*TASK PROMPT*.
Reproduce the data below line by line, from its first line to the line with "they are diagnostics.", both included, and nothing past that point.

*Saved entries*.

=== Section Start ===

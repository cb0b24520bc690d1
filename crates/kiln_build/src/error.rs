//! Error types for starting and running the build driver.

use std::path::PathBuf;

/// Errors that prevent the build driver from starting.
///
/// Compile problems are never errors: they are diagnostics.
#[derive(Debug, thiserror::Error)]
pub enum BuildError {
    /// An I/O error occurred while setting up the build.
    #[error("build I/O error at {path}: {source}")]
    Io {
        /// The path that caused the error.
        path: PathBuf,
        /// The underlying I/O error.
        source: std::io::Error,
    },

    /// The file watcher could not be created or attached.
    #[error("failed to watch project: {0}")]
    Watch(#[from] notify::Error),
}

#[cfg(test)]
mod tests {
    use super::*;

    #[test]
    fn io_error_display() {
        let err = BuildError::Io {
            path: PathBuf::from("/project"),
            source: std::io::Error::new(std::io::ErrorKind::Other, "spawn failed"),
        };
        assert!(err.to_string().contains("/project"));
    }

    #[test]
    fn watch_error_display() {
        let err = BuildError::from(notify::Error::generic("inotify limit reached"));
        assert!(err.to_string().starts_with("failed to watch project"));
    }
}
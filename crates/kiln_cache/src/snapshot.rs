//! Persisted snapshots of the artifact cache.
//!
//! A snapshot is the whole [`ArtifactCache`] serialized as one JSON object
//! and written to `<dir>/kiln-<fingerprint>.json`. Snapshots are read once at
//! startup and overwritten on graceful shutdown; they are never deleted.

use std::collections::BTreeMap;
use std::path::{Path, PathBuf};

use crate::artifact::ArtifactCache;
use crate::error::CacheError;
use crate::fingerprint::Fingerprint;

/// Reads and writes the snapshot file named by one [`Fingerprint`].
#[derive(Clone, Debug)]
pub struct SnapshotStore {
    path: PathBuf,
}

impl SnapshotStore {
    /// Creates a store for the snapshot of `fingerprint` inside `dir`.
    pub fn new(dir: &Path, fingerprint: Fingerprint) -> Self {
        Self {
            path: dir.join(fingerprint.file_name()),
        }
    }

    /// Path of the snapshot file.
    pub fn path(&self) -> &Path {
        &self.path
    }

    /// Reads and parses the snapshot file.
    pub fn load(&self) -> Result<BTreeMap<String, String>, CacheError> {
        let content = std::fs::read_to_string(&self.path).map_err(|e| CacheError::Io {
            path: self.path.clone(),
            source: e,
        })?;
        Ok(serde_json::from_str(&content)?)
    }

    /// Merges the snapshot into `cache`, returning the number of entries loaded.
    ///
    /// This is fail-safe: a missing or malformed snapshot loads nothing.
    pub fn load_into(&self, cache: &ArtifactCache) -> usize {
        match self.load() {
            Ok(entries) => {
                let count = entries.len();
                cache.extend(entries);
                tracing::debug!(path = %self.path.display(), count, "loaded cache snapshot");
                count
            }
            Err(CacheError::Io { source, .. })
                if source.kind() == std::io::ErrorKind::NotFound =>
            {
                tracing::debug!(path = %self.path.display(), "no cache snapshot");
                0
            }
            Err(e) => {
                tracing::warn!("ignoring unreadable cache snapshot: {e}");
                0
            }
        }
    }

    /// Writes the full contents of `cache` to the snapshot file.
    ///
    /// Creates the snapshot directory if it doesn't exist.
    pub fn save(&self, cache: &ArtifactCache) -> Result<(), CacheError> {
        if let Some(dir) = self.path.parent() {
            std::fs::create_dir_all(dir).map_err(|e| CacheError::Io {
                path: dir.to_path_buf(),
                source: e,
            })?;
        }
        let json = serde_json::to_string(&cache.snapshot())?;
        std::fs::write(&self.path, json).map_err(|e| CacheError::Io {
            path: self.path.clone(),
            source: e,
        })
    }

    /// Best-effort [`save`](Self::save): failures are logged and dropped.
    pub fn persist(&self, cache: &ArtifactCache) {
        match self.save(cache) {
            Ok(()) => {
                tracing::info!(path = %self.path.display(), entries = cache.len(), "saved cache snapshot")
            }
            Err(e) => tracing::warn!("failed to save cache snapshot: {e}"),
        }
    }
}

=== Section End ===

*SOLUTION TO THE EXERCISE*.
repository cb0b24520bc690d1
filename crates/kiln_build/src/error.rs
//! Error types for starting and running the build driver.

use std::path::PathBuf;

/// Errors that prevent the build driver from starting.
///
/// Compile problems are never errors: they are diagnostics.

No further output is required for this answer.